Input for this task —
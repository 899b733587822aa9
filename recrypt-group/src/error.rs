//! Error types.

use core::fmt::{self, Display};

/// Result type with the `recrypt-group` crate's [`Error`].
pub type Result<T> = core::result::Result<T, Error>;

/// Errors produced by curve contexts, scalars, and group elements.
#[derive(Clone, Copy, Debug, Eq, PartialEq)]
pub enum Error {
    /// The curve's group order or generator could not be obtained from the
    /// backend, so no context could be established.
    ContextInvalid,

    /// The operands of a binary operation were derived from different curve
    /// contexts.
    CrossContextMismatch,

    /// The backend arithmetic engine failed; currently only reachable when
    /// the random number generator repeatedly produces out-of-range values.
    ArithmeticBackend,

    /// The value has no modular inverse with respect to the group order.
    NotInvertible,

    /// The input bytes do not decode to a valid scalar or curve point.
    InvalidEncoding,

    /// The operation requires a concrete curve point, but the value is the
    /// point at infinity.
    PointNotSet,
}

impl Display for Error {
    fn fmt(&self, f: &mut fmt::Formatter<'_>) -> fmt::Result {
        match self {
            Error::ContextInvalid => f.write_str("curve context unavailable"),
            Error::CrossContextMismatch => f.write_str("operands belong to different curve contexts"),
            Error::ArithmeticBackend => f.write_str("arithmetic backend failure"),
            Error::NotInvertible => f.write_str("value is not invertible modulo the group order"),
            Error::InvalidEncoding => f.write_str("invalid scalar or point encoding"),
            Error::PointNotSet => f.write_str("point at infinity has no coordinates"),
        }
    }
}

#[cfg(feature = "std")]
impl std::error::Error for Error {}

What is being asked —
Write out the whole listing again, exactly as it stands.

Problem solution —
repository 899b733587822aa9
filename recrypt-group/src/error.rs
//! Error types.

use core::fmt::{self, Display};

/// Result type with the `recrypt-group` crate's [`Error`].
pub type Result<T> = core::result::Result<T, Error>;

/// Errors produced by curve contexts, scalars, and group elements.
#[derive(Clone, Copy, Debug, Eq, PartialEq)]
pub enum Error {
    /// The curve's group order or generator could not be obtained from the
    /// backend, so no context could be established.
    ContextInvalid,

    /// The operands of a binary operation were derived from different curve
    /// contexts.
    CrossContextMismatch,

    /// The backend arithmetic engine failed; currently only reachable when
    /// the random number generator repeatedly produces out-of-range values.
    ArithmeticBackend,

    /// The value has no modular inverse with respect to the group order.
    NotInvertible,

    /// The input bytes do not decode to a valid scalar or curve point.
    InvalidEncoding,

    /// The operation requires a concrete curve point, but the value is the
    /// point at infinity.
    PointNotSet,
}

impl Display for Error {
    fn fmt(&self, f: &mut fmt::Formatter<'_>) -> fmt::Result {
        match self {
            Error::ContextInvalid => f.write_str("curve context unavailable"),
            Error::CrossContextMismatch => f.write_str("operands belong to different curve contexts"),
            Error::ArithmeticBackend => f.write_str("arithmetic backend failure"),
            Error::NotInvertible => f.write_str("value is not invertible modulo the group order"),
            Error::InvalidEncoding => f.write_str("invalid scalar or point encoding"),
            Error::PointNotSet => f.write_str("point at infinity has no coordinates"),
        }
    }
}

#[cfg(feature = "std")]
impl std::error::Error for Error {}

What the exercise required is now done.